After a few decades, depending on the characteristics of the basin and climate change scenarios, the total flow of this basin will fall below the current level, but the number of extreme events will increase in frequency and intensity. For this reason, decision makers must plan reasonable strategies based on watershed characteristics, for example land use changes, to adapt to the impact of climate change. (Luo et al. 2019) and thus reduce its consequences on ecosystems, agricultural production, and the risk of extinction of flora and fauna that therefore will reduce threats to food security and water resources (Araya-Osses et al. 2020).
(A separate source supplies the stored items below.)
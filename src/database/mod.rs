use std::time::Instant;

use chrono::{DateTime, NaiveDateTime};
use rusqlite::{params, OptionalExtension, Row};
use tokio::sync::{
    mpsc::{unbounded_channel, UnboundedReceiver, UnboundedSender},
    oneshot,
};

use crate::templates::models::{Board, OwnPost, Post, Topic, TopicOverview};

mod queries;

fn datetime(secs: i64) -> NaiveDateTime {
    DateTime::from_timestamp(secs, 0).map_or(NaiveDateTime::MIN, |dt| dt.naive_utc())
}

fn post_from_row(r: &Row) -> rusqlite::Result<Post> {
    Ok(Post {
        id: r.get(0)?,
        topic: r.get(1)?,
        message: r.get(2)?,
        created_by: r.get(3)?,
        created_at: datetime(r.get(4)?),
        updated_by: r.get(5)?,
        updated_at: r.get::<_, Option<i64>>(6)?.map(datetime),
    })
}

macro_rules! generate_executor {
    ($($task:ident / $fn:ident, ($db:ident $(, $arg:ident: $ty:ty)*) => $ret:ty $handler:block)*) => {
        #[derive(Clone)]
        pub struct ExecutorConnection(UnboundedSender<Task>);

        #[derive(Debug)]
        enum Task {
            $($task{tx:oneshot::Sender<$ret>,$($arg:$ty,)*}),*
        }

        impl ExecutorConnection {
            $(pub async fn $fn(&self, $($arg: $ty),*) -> $ret {
                let (tx, rx) = oneshot::channel();
                self.0.send(Task::$task{tx,$($arg),*}).unwrap();
                rx.await.unwrap()
            })*
        }

        pub struct DbExecutor {
            rx: UnboundedReceiver<Task>,
            db: rusqlite::Connection,
        }

        impl DbExecutor {
            pub fn create(dbpath: &str) -> rusqlite::Result<(Self, ExecutorConnection)> {
                let (tx, rx) = unbounded_channel();
                let db = rusqlite::Connection::open(dbpath)?;
                db.execute_batch(include_str!("schema.sql"))?;
                tracing::info!("Database connected ({})", dbpath);
                Ok((Self { rx, db }, ExecutorConnection(tx)))
            }

            pub fn run(mut self) {
                while let Some(task) = self.rx.blocking_recv() {
                    let before = Instant::now();
                    tracing::debug!("received task {:?}", task);
                    match task {
                        $(Task::$task{tx,$($arg),*} => {
                            let $db = &mut self.db;
                            let _e = tx.send((||$handler)());
                        })*
                    }
                    tracing::debug!("task took {}ms", before.elapsed().as_secs_f64() * 1000.0);
                }
            }
        }
    };
}

generate_executor! {
    GetBoards / get_boards, (db) => rusqlite::Result<Vec<Board>> {
        let mut stmt = db.prepare_cached(queries::SELECT_BOARDS)?;
        let rows = stmt.query_map([], |r| {
            Ok(Board { id: r.get(0)?, name: r.get(1)?, description: r.get(2)? })
        })?;
        rows.collect()
    }
    GetBoard / get_board, (db, board: i64) => rusqlite::Result<Option<Board>> {
        db.query_row(queries::SELECT_BOARD, [board], |r| {
            Ok(Board { id: r.get(0)?, name: r.get(1)?, description: r.get(2)? })
        })
        .optional()
    }
    GetTopic / get_topic, (db, board: i64, topic: i64) => rusqlite::Result<Option<Topic>> {
        db.query_row(queries::SELECT_TOPIC, params![board, topic], |r| {
            Ok(Topic {
                id: r.get(0)?,
                board: r.get(1)?,
                board_name: r.get(2)?,
                title: r.get(3)?,
                starter: r.get(4)?,
                created_at: datetime(r.get(5)?),
                last_updated: datetime(r.get(6)?),
                views: r.get(7)?,
            })
        })
        .optional()
    }
    CountTopics / count_topics, (db, board: i64) => rusqlite::Result<usize> {
        let total: i64 = db.query_row(queries::COUNT_TOPICS, [board], |r| r.get(0))?;
        Ok(total as usize)
    }
    TopicsPage / topics_page, (db, board: i64, offset: usize, limit: usize) => rusqlite::Result<Vec<TopicOverview>> {
        let mut stmt = db.prepare_cached(queries::SELECT_TOPICS_PAGE)?;
        let rows = stmt.query_map(params![board, limit as i64, offset as i64], |r| {
            Ok(TopicOverview {
                id: r.get(0)?,
                title: r.get(1)?,
                starter: r.get(2)?,
                last_updated: datetime(r.get(3)?),
                views: r.get(4)?,
                replies: r.get(5)?,
            })
        })?;
        rows.collect()
    }
    // A topic and its opening post are created in one transaction, so every
    // topic always has at least one post.
    CreateTopic / create_topic, (db, board: i64, starter: String, title: String, message: String, now: i64) => rusqlite::Result<i64> {
        let tx = db.transaction()?;
        tx.prepare_cached(queries::INSERT_TOPIC)?
            .execute(params![board, title, starter, now, now])?;
        let topic_id = tx.last_insert_rowid();
        tx.prepare_cached(queries::INSERT_POST)?
            .execute(params![topic_id, message, starter, now])?;
        tx.commit()?;
        Ok(topic_id)
    }
    CountPosts / count_posts, (db, topic: i64) => rusqlite::Result<usize> {
        let total: i64 = db.query_row(queries::COUNT_POSTS, [topic], |r| r.get(0))?;
        Ok(total as usize)
    }
    PostsPage / posts_page, (db, topic: i64, offset: usize, limit: usize) => rusqlite::Result<Vec<Post>> {
        let mut stmt = db.prepare_cached(queries::SELECT_POSTS_PAGE)?;
        let rows = stmt.query_map(params![topic, limit as i64, offset as i64], |r| post_from_row(r))?;
        rows.collect()
    }
    AllPosts / all_posts, (db, topic: i64) => rusqlite::Result<Vec<Post>> {
        let mut stmt = db.prepare_cached(queries::SELECT_POSTS_ALL)?;
        let rows = stmt.query_map([topic], |r| post_from_row(r))?;
        rows.collect()
    }
    // Returns the new post id and the post count after the insert, which the
    // reply handler turns into the page number to redirect to.
    CreateReply / create_reply, (db, topic: i64, author: String, message: String, now: i64) => rusqlite::Result<(i64, usize)> {
        let tx = db.transaction()?;
        tx.prepare_cached(queries::INSERT_POST)?
            .execute(params![topic, message, author, now])?;
        let post_id = tx.last_insert_rowid();
        tx.prepare_cached(queries::TOUCH_TOPIC)?
            .execute(params![now, topic])?;
        let total: i64 = tx.query_row(queries::COUNT_POSTS, [topic], |r| r.get(0))?;
        tx.commit()?;
        Ok((post_id, total as usize))
    }
    BumpViews / bump_views, (db, topic: i64) => rusqlite::Result<()> {
        db.execute(queries::BUMP_VIEWS, [topic])?;
        Ok(())
    }
    GetOwnPost / get_own_post, (db, post: i64, user: String) => rusqlite::Result<Option<OwnPost>> {
        db.query_row(queries::SELECT_OWN_POST, params![post, user], |r| {
            Ok(OwnPost {
                id: r.get(0)?,
                topic: r.get(1)?,
                board: r.get(2)?,
                topic_title: r.get(3)?,
                message: r.get(4)?,
            })
        })
        .optional()
    }
    // The ownership filter lives in the query itself: editing a foreign post
    // is indistinguishable from editing a missing one.
    UpdatePost / update_post, (db, post: i64, user: String, message: String, now: i64) => rusqlite::Result<bool> {
        let affected = db
            .prepare_cached(queries::UPDATE_OWN_POST)?
            .execute(params![message, user, now, post, user])?;
        Ok(affected > 0)
    }
}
It is imperative to implement measures to take advantage of storing any excess water in the wet seasons to use it during dry seasons (Githui et al. 2009).
The predictions made could significantly contribute to decision-making regarding the future directions of water resource management policies and climate adaptation efforts. Integrating these predictions into local and regional government planning would enhance community resilience by enabling proactive measures and the sustainable management of water during drought periods. Although these results, like those of all studies on hydrology and climate change, present a certain degree of uncertainty, they highlight key trends that are undoubtedly useful for water resource planning.
DATA AVAILABILITY STATEMENT
Data cannot be made publicly available; readers should contact the corresponding author for details.
CONFLICT OF INTEREST
The authors declare there is no conflict.